A new report, Still A Dream, coauthored by Institute for Policy Studies and the National Community Reinvestment Coalition, examines the economic indicators since 1963. Our country has taken significant steps towards racial equity since the Civil Rights Movement of the 1950s and ‘60s. But growing income and wealth inequality over the last four decades has supercharged historic racial wealth disparities, slowing and even reversing many of those gains.
Sixty years without substantially narrowing the Black-white wealth divide is a policy failure. But just as federal policy helped create the racial wealth gap, it can also help close it. In this report, we look in detail at the state of that divide and recommend policy reforms that would substantially narrow it within one to two generations.

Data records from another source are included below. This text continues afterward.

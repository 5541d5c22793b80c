use std::time::{SystemTime, UNIX_EPOCH};

use crate::bdecode::decode;
use crate::checksum::{compute_btih, info_section, Btih};
use crate::error::Result;
use crate::selfcheck::verify_round_trip;
use crate::value::Value;

/// A decoded value together with the bytes it came from.
///
/// Only the self-check flag and the BTIH change after construction.
#[derive(Debug, Clone)]
pub struct DecodedObject {
    file_path: String,
    source: Vec<u8>,
    value: Value,
    decode_timestamp: i64,
    self_checked: bool,
    btih: Option<Btih>,
}

impl DecodedObject {
    pub fn new(file_path: impl Into<String>, source: Vec<u8>, value: Value) -> DecodedObject {
        DecodedObject {
            file_path: file_path.into(),
            source,
            value,
            decode_timestamp: unix_now(),
            self_checked: false,
            btih: None,
        }
    }

    /// Decodes `source` and wraps the result.
    pub fn from_bytes(file_path: impl Into<String>, source: Vec<u8>) -> Result<DecodedObject> {
        let value = decode(&source)?;
        Ok(DecodedObject::new(file_path, source, value))
    }

    pub fn file_path(&self) -> &str {
        &self.file_path
    }

    pub fn source(&self) -> &[u8] {
        &self.source
    }

    pub fn value(&self) -> &Value {
        &self.value
    }

    pub fn into_value(self) -> Value {
        self.value
    }

    /// Seconds since the Unix epoch at which the object was built.
    pub fn decode_timestamp(&self) -> i64 {
        self.decode_timestamp
    }

    pub fn is_self_checked(&self) -> bool {
        self.self_checked
    }

    pub fn btih(&self) -> Option<&Btih> {
        self.btih.as_ref()
    }

    /// Re-encodes the value and compares it with the source bytes. The flag is
    /// set only on an exact match.
    pub fn make_self_check(&mut self) -> Result<()> {
        verify_round_trip(&self.source, &self.value)?;
        self.self_checked = true;
        Ok(())
    }

    pub fn info_section(&self) -> Result<&Value> {
        info_section(&self.value)
    }

    /// Derives and stores the BTIH of the `info` section.
    pub fn calculate_btih(&mut self) -> Result<&Btih> {
        let btih = compute_btih(&self.value)?;
        Ok(self.btih.insert(btih))
    }
}

fn unix_now() -> i64 {
    SystemTime::now()
        .duration_since(UNIX_EPOCH)
        .map(|d| d.as_secs() as i64)
        .unwrap_or_default()
}
use std::io::{self, Write};
use std::path::PathBuf;

use anyhow::{bail, Context};
use bencode_btih::{
    decode_from_with, decode_with, verify_round_trip, Btih, DecoderConfig, TorrentFile, Value,
};
use clap::{Parser, Subcommand};
use tracing::Level;

#[derive(Parser, Debug)]
#[command(version, about = "Decode bencoded files and verify their info hash", long_about = None)]
struct Args {
    /// Increase log verbosity (-v info, -vv debug, -vvv trace)
    #[arg(short, long, action = clap::ArgAction::Count, global = true)]
    verbose: u8,

    #[command(subcommand)]
    command: Command,
}

#[derive(Debug, Subcommand)]
enum Command {
    /// Parse a .torrent file, self-check it and print its BTIH
    Check {
        torrent: PathBuf,

        /// Fail unless the computed BTIH equals this hex string
        #[arg(long)]
        expect_btih: Option<String>,
    },
    /// Print the decoded value tree of a file, or of stdin when the path is "-"
    Dump {
        input: PathBuf,

        /// Reject negative zero and leading zeros
        #[arg(long)]
        strict: bool,

        /// Maximum nesting of lists and dictionaries
        #[arg(long, default_value_t = bencode_btih::config::DEFAULT_MAX_DEPTH)]
        max_depth: usize,
    },
}

fn main() -> anyhow::Result<()> {
    let args = Args::parse();

    let level = match args.verbose {
        0 => Level::WARN,
        1 => Level::INFO,
        2 => Level::DEBUG,
        _ => Level::TRACE,
    };
    tracing_subscriber::fmt()
        .with_max_level(level)
        .with_writer(io::stderr)
        .init();

    match args.command {
        Command::Check {
            torrent,
            expect_btih,
        } => {
            let object = TorrentFile::new(&torrent)
                .parse()
                .with_context(|| format!("parse {}", torrent.display()))?;
            let btih = object.btih().context("info hash was not computed")?;
            println!("Info Hash: {}", btih);

            if let Some(expected) = expect_btih {
                let expected = Btih::from_hex(&expected).context("parse expected info hash")?;
                if expected.bytes != btih.bytes {
                    bail!("BTIH mismatch. Expected: {}. Got: {}.", expected, btih);
                }
                println!("OK");
            }
        }
        Command::Dump {
            input,
            strict,
            max_depth,
        } => {
            let config = DecoderConfig::default()
                .with_strict_integers(strict)
                .with_max_depth(max_depth);
            let value = if input.as_os_str() == "-" {
                decode_from_with(io::stdin().lock(), config).context("decode stdin")?
            } else {
                let contents = std::fs::read(&input)
                    .with_context(|| format!("open {}", input.display()))?;
                let value = decode_with(&contents, config)
                    .with_context(|| format!("decode {}", input.display()))?;
                if let Err(e) = verify_round_trip(&contents, &value) {
                    tracing::warn!("{}", e);
                }
                tracing::info!(len = contents.len(), "decoded file");
                value
            };

            let mut out = io::stdout().lock();
            render(&value, 0, &mut out)?;
        }
    }
    Ok(())
}

fn render<W: Write>(value: &Value, indent: usize, out: &mut W) -> io::Result<()> {
    let pad = "  ".repeat(indent);
    match value {
        Value::Integer(i) => writeln!(out, "{}{}", pad, i),
        Value::ByteString(bs) => match bs.as_str() {
            Some(s) if !s.chars().any(char::is_control) => writeln!(out, "{}{:?}", pad, s),
            _ => writeln!(out, "{}<{} bytes> {}", pad, bs.len(), preview_hex(bs)),
        },
        Value::List(list) => {
            writeln!(out, "{}[", pad)?;
            for item in list {
                render(item, indent + 1, out)?;
            }
            writeln!(out, "{}]", pad)
        }
        Value::Dictionary(items) => {
            writeln!(out, "{}{{", pad)?;
            for item in items {
                writeln!(out, "{}  {:?}:", pad, item.key_str())?;
                render(&item.value, indent + 2, out)?;
            }
            writeln!(out, "{}}}", pad)
        }
    }
}

// Long binary strings (piece hashes) are cut to their first 20 bytes.
fn preview_hex(bytes: &[u8]) -> String {
    let shown = &bytes[..bytes.len().min(20)];
    if shown.len() < bytes.len() {
        format!("{}...", hex::encode(shown))
    } else {
        hex::encode(shown)
    }
}
impl ByteSource for SliceSource<'_> {
    fn peek(&mut self) -> Result<Option<u8>> {
        Ok(self.bytes.get(self.cursor).cloned())
    }

    fn advance(&mut self) {
        if self.cursor < self.bytes.len() {
            self.cursor += 1;
        }
    }

    fn take(&mut self, len: usize) -> Result<Vec<u8>> {
        let start = self.cursor;
        match start.checked_add(len).filter(|&end| end <= self.bytes.len()) {
            Some(end) => {
                self.cursor = end;
                Ok(self.bytes[start..end].to_vec())
            }
            None => {
                self.cursor = self.bytes.len();
                Err(DecodeError::UnexpectedEof {
                    position: self.cursor,
                })
            }
        }
    }

    fn position(&self) -> usize {
        self.cursor
    }
}

/// A buffered stream. The reader's own buffer provides the lookahead.
pub struct ReaderSource<R> {
    reader: R,
    position: usize,
}

impl<R: BufRead> ReaderSource<R> {
    pub fn new(reader: R) -> ReaderSource<R> {
        ReaderSource {
            reader,
            position: 0,
        }
    }

    pub fn into_inner(self) -> R {
        self.reader
    }
}

impl<R: BufRead> ByteSource for ReaderSource<R> {
    fn peek(&mut self) -> Result<Option<u8>> {
        loop {
            match self.reader.fill_buf() {
                Ok(buf) => return Ok(buf.first().cloned()),
                Err(e) if e.kind() == io::ErrorKind::Interrupted => continue,
                Err(e) => return Err(e.into()),
            }
        }
    }

    fn advance(&mut self) {
        self.reader.consume(1);
        self.position += 1;
    }

    fn take(&mut self, len: usize) -> Result<Vec<u8>> {
        // The declared length is untrusted, let the buffer grow with the data.
        let mut buf = Vec::new();
        let read = Read::take(&mut self.reader, len as u64).read_to_end(&mut buf)?;
        self.position += read;
        if read < len {
            return Err(DecodeError::UnexpectedEof {
                position: self.position,
            });
        }
        Ok(buf)
    }

    fn position(&self) -> usize {
        self.position
    }
}

/// Recursive-descent bencode reader.
pub struct BDecoder<S> {
    source: S,
    config: DecoderConfig,
    depth: usize,
}

impl<'a> BDecoder<SliceSource<'a>> {
    pub fn new(bytes: &'a [u8]) -> BDecoder<SliceSource<'a>> {
        BDecoder::with_source(SliceSource::new(bytes), DecoderConfig::default())
    }
}

impl<R: BufRead> BDecoder<ReaderSource<R>> {
    pub fn from_reader(reader: R) -> BDecoder<ReaderSource<R>> {
        BDecoder::with_source(ReaderSource::new(reader), DecoderConfig::default())
    }
}

impl<S: ByteSource> BDecoder<S> {
    pub fn with_source(source: S, config: DecoderConfig) -> BDecoder<S> {
        BDecoder {
            source,
            config,
            depth: 0,
        }
    }

    pub fn with_config(mut self, config: DecoderConfig) -> BDecoder<S> {
        self.config = config;
        self
    }

    pub fn position(&self) -> usize {
        self.source.position()
    }

    pub fn into_source(self) -> S {
        self.source
    }

    /// Reads the next complete value.
    pub fn decode(&mut self) -> Result<Value> {
        // A failed value can leave containers open.
        self.depth = 0;
        self.parse_type()
    }

    /// Succeeds only if the source is exhausted.
    pub fn finish(&mut self) -> Result<()> {
        match self.source.peek()? {
            None => Ok(()),
            Some(_) => Err(DecodeError::TrailingData {
                position: self.position(),
            }),
        }
    }

    fn parse_type(&mut self) -> Result<Value> {
        let position = self.position();
        match self.source.peek()? {
            None => Err(DecodeError::UnexpectedEof { position }),
            Some(HEADER_DICTIONARY) => self.parse_dict().map(Value::Dictionary),
            Some(HEADER_LIST) => self.parse_list().map(Value::List),
            Some(HEADER_INTEGER) => self.parse_int().map(Value::Integer),
            Some(chr) if is_ascii_digit(chr) => self.parse_str().map(Value::ByteString),
            Some(chr) => Err(DecodeError::Syntax {
                position,
                found: chr,
                expected: "'d', 'l', 'i' or a string length",
            }),
        }
    }

    fn parse_str(&mut self) -> Result<ByteString> {
        let start = self.position();
        let header = self.read_size_header()?;
        if self.config.strict_integers {
            check_canonical(&header, start)?;
        }
        let len = parse_size(&header, self.config.max_literal_length, start)?;
        let len = usize::try_from(len).map_err(|_| DecodeError::Overflow {
            position: start,
            literal: len.to_string(),
        })?;
        trace!(len, position = self.position(), "reading byte string");
        self.source.take(len).map(ByteString)
    }

    // Reads `<digits>:` and returns the digits.
    fn read_size_header(&mut self) -> Result<Vec<u8>> {
        let start = self.position();
        let mut header = Vec::new();
        loop {
            let position = self.position();
            match self.source.peek()? {
                None => return Err(DecodeError::UnexpectedEof { position }),
                Some(STRING_SIZE_DELIMITER) => break,
                Some(chr) if is_ascii_digit(chr) => {
                    if header.len() >= self.config.max_literal_length {
                        header.push(chr);
                        return Err(DecodeError::Length {
                            position: start,
                            literal: String::from_utf8_lossy(&header).into_owned(),
                            limit: self.config.max_literal_length,
                        });
                    }
                    header.push(chr);
                    self.source.advance();
                }
                Some(chr) => {
                    return Err(DecodeError::Syntax {
                        position,
                        found: chr,
                        expected: if header.is_empty() {
                            "a string length"
                        } else {
                            "a digit or ':'"
                        },
                    })
                }
            }
        }
        if header.is_empty() {
            return Err(DecodeError::Syntax {
                position: start,
                found: STRING_SIZE_DELIMITER,
                expected: "a string length",
            });
        }
        self.source.advance();
        Ok(header)
    }

    fn parse_int(&mut self) -> Result<i64> {
        self.expect_char(HEADER_INTEGER, "'i'")?;
        let start = self.position();
        let mut literal = Vec::new();
        loop {
            let position = self.position();
            match self.source.peek()? {
                None => return Err(DecodeError::UnexpectedEof { position }),
                Some(FOOTER_COMMON) => break,
                Some(chr) if is_signed_ascii_digit(chr) => {
                    if literal.len() >= self.config.max_literal_length {
                        literal.push(chr);
                        return Err(DecodeError::Length {
                            position: start,
                            literal: String::from_utf8_lossy(&literal).into_owned(),
                            limit: self.config.max_literal_length,
                        });
                    }
                    literal.push(chr);
                    self.source.advance();
                }
                Some(chr) => {
                    return Err(DecodeError::Syntax {
                        position,
                        found: chr,
                        expected: "a digit or 'e'",
                    })
                }
            }
        }
        if literal.is_empty() {
            return Err(DecodeError::Syntax {
                position: start,
                found: FOOTER_COMMON,
                expected: "an integer",
            });
        }
        if self.config.strict_integers {
            check_canonical(&literal, start)?;
        }
        let value = parse_integer(&literal, self.config.max_literal_length, start)?;
        self.source.advance();
        Ok(value)
    }

    fn parse_list(&mut self) -> Result<Vec<Value>> {
        self.expect_char(HEADER_LIST, "'l'")?;
        self.enter()?;
        let mut list = Vec::new();
        while !self.at_footer()? {
            list.push(self.parse_type()?);
        }
        self.source.advance();
        self.leave();
        Ok(list)
    }

    fn parse_dict(&mut self) -> Result<Vec<DictionaryItem>> {
        self.expect_char(HEADER_DICTIONARY, "'d'")?;
        self.enter()?;
        let mut dict = Vec::new();
        while !self.at_footer()? {
            let key = self.parse_str()?;
            if self.at_footer()? {
                return Err(DecodeError::KeyWithoutValue { key });
            }
            let value = self.parse_type()?;
            dict.push(DictionaryItem { key, value });
        }
        self.source.advance();
        self.leave();
        Ok(dict)
    }

    // A container may end here. Running out of input is an error, never an implicit close.
    fn at_footer(&mut self) -> Result<bool> {
        let position = self.position();
        match self.source.peek()? {
            None => Err(DecodeError::UnexpectedEof { position }),
            Some(chr) => Ok(chr == FOOTER_COMMON),
        }
    }

    fn enter(&mut self) -> Result<()> {
        if self.depth >= self.config.max_depth {
            return Err(DecodeError::NestingTooDeep {
                limit: self.config.max_depth,
            });
        }
        self.depth += 1;
        Ok(())
    }

    fn leave(&mut self) {
        self.depth -= 1;
    }

    fn expect_char(&mut self, expected: u8, what: &'static str) -> Result<u8> {
        let position = self.position();
        match self.source.peek()? {
            None => Err(DecodeError::UnexpectedEof { position }),
            Some(chr) if chr == expected => {
                self.source.advance();
                Ok(chr)
            }
            Some(chr) => Err(DecodeError::Syntax {
                position,
                found: chr,
                expected: what,
            }),
        }
    }
}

The full version of the report is available here. A summary follows.
Key Findings
In a few areas, African Americans have made substantial socioeconomic advancements since the 1960s.
Yet there has been minimal progress in most socioeconomic indicators. At this pace, it would still take centuries for African Americans to reach parity with white Americans.
Solutions and Interventions
“Depressed living standards for Negroes are not simply the consequences of neglect. Nor can they be explained by the myth of the Negro’s innate incapacities, or by the more sophisticated rationalization of his acquired infirmities. They are a structural part of the economic system in the United States.”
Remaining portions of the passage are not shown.